Records from a data source:
== Segment start ==
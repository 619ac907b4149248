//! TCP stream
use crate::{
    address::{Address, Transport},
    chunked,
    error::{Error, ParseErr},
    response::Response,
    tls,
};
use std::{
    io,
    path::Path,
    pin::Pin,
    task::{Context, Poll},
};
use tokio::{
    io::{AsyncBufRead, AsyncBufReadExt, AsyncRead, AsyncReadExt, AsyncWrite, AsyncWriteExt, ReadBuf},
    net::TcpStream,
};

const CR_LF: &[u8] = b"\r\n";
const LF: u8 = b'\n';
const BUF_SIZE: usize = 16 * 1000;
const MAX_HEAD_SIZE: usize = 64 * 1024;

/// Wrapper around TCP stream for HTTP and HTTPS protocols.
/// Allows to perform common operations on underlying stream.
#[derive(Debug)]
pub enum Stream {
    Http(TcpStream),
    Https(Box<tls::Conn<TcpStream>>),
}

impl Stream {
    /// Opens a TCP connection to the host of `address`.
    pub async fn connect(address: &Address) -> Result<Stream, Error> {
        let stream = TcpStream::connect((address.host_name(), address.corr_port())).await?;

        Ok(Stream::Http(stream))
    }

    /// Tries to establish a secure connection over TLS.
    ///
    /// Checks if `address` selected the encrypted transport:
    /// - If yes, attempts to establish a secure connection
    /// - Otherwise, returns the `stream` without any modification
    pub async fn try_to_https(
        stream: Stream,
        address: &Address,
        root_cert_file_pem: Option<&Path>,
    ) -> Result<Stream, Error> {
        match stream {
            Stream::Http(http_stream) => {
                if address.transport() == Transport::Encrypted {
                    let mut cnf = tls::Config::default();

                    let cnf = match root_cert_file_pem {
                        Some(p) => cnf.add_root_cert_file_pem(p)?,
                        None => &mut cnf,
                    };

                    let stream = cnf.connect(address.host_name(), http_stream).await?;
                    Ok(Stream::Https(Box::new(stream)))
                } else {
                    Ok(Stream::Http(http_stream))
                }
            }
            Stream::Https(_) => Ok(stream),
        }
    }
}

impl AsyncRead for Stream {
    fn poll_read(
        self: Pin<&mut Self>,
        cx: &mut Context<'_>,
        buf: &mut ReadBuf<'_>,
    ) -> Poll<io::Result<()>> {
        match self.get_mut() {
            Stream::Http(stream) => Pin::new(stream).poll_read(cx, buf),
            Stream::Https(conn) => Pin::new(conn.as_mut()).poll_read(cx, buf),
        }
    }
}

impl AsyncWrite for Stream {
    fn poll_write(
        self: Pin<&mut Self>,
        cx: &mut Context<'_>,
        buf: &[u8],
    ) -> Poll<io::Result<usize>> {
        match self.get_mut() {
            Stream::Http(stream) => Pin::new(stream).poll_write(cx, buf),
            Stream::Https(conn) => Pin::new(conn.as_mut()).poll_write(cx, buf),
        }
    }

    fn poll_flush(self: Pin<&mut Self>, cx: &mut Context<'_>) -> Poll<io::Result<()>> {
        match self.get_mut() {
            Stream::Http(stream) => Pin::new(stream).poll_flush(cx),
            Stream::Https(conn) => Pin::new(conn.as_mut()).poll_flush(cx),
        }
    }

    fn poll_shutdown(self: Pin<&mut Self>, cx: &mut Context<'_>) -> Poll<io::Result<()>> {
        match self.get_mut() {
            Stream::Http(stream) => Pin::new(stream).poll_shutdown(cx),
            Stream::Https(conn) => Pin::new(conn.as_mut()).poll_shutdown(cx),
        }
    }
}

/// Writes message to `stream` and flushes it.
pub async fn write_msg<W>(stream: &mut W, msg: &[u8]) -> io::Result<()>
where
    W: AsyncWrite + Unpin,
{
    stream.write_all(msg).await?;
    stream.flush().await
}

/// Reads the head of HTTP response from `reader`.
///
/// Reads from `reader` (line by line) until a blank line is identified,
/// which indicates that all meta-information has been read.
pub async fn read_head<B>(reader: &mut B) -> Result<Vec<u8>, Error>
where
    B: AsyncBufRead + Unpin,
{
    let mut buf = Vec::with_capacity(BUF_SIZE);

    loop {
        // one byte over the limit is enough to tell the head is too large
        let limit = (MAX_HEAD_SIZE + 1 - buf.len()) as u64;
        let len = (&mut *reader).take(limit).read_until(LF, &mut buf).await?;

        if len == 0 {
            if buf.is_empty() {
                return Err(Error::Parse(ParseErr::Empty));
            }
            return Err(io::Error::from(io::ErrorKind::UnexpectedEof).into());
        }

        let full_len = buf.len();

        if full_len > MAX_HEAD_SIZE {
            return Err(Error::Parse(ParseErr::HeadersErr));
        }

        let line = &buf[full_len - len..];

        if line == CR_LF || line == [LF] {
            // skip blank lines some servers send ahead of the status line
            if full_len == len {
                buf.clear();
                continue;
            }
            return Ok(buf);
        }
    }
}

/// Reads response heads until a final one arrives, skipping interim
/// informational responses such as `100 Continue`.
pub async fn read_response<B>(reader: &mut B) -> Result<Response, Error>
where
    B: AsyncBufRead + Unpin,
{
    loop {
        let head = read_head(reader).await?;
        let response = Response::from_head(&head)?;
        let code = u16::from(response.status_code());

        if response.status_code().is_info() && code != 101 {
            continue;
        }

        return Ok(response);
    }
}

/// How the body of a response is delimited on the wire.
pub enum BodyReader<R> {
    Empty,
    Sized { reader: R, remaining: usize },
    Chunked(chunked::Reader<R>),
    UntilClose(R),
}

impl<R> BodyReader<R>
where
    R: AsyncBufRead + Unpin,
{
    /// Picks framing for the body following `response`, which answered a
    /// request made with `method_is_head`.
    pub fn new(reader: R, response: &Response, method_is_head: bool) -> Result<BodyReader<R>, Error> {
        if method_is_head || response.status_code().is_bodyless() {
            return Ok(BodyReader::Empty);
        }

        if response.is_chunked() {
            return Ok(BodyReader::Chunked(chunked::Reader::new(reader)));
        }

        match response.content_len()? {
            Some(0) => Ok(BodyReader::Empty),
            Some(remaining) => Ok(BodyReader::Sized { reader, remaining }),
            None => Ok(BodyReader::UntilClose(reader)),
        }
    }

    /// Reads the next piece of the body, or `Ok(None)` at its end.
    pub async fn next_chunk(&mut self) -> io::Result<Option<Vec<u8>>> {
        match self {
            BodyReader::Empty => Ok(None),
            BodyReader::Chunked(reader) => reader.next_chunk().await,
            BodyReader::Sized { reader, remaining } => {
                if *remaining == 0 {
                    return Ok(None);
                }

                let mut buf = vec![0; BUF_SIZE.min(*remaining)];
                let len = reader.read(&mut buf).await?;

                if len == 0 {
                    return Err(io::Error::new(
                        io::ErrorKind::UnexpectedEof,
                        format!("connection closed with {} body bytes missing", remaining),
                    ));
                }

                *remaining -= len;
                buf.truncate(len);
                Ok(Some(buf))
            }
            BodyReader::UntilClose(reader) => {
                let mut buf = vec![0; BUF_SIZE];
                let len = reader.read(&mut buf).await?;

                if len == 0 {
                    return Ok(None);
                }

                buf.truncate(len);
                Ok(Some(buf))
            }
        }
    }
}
== Segment end ==
Assignment: With "Context" as the string to find, copy every line of the records that holds it.

Task solution:
    task::{Context, Poll},
        cx: &mut Context<'_>,
        cx: &mut Context<'_>,
    fn poll_flush(self: Pin<&mut Self>, cx: &mut Context<'_>) -> Poll<io::Result<()>> {
    fn poll_shutdown(self: Pin<&mut Self>, cx: &mut Context<'_>) -> Poll<io::Result<()>> {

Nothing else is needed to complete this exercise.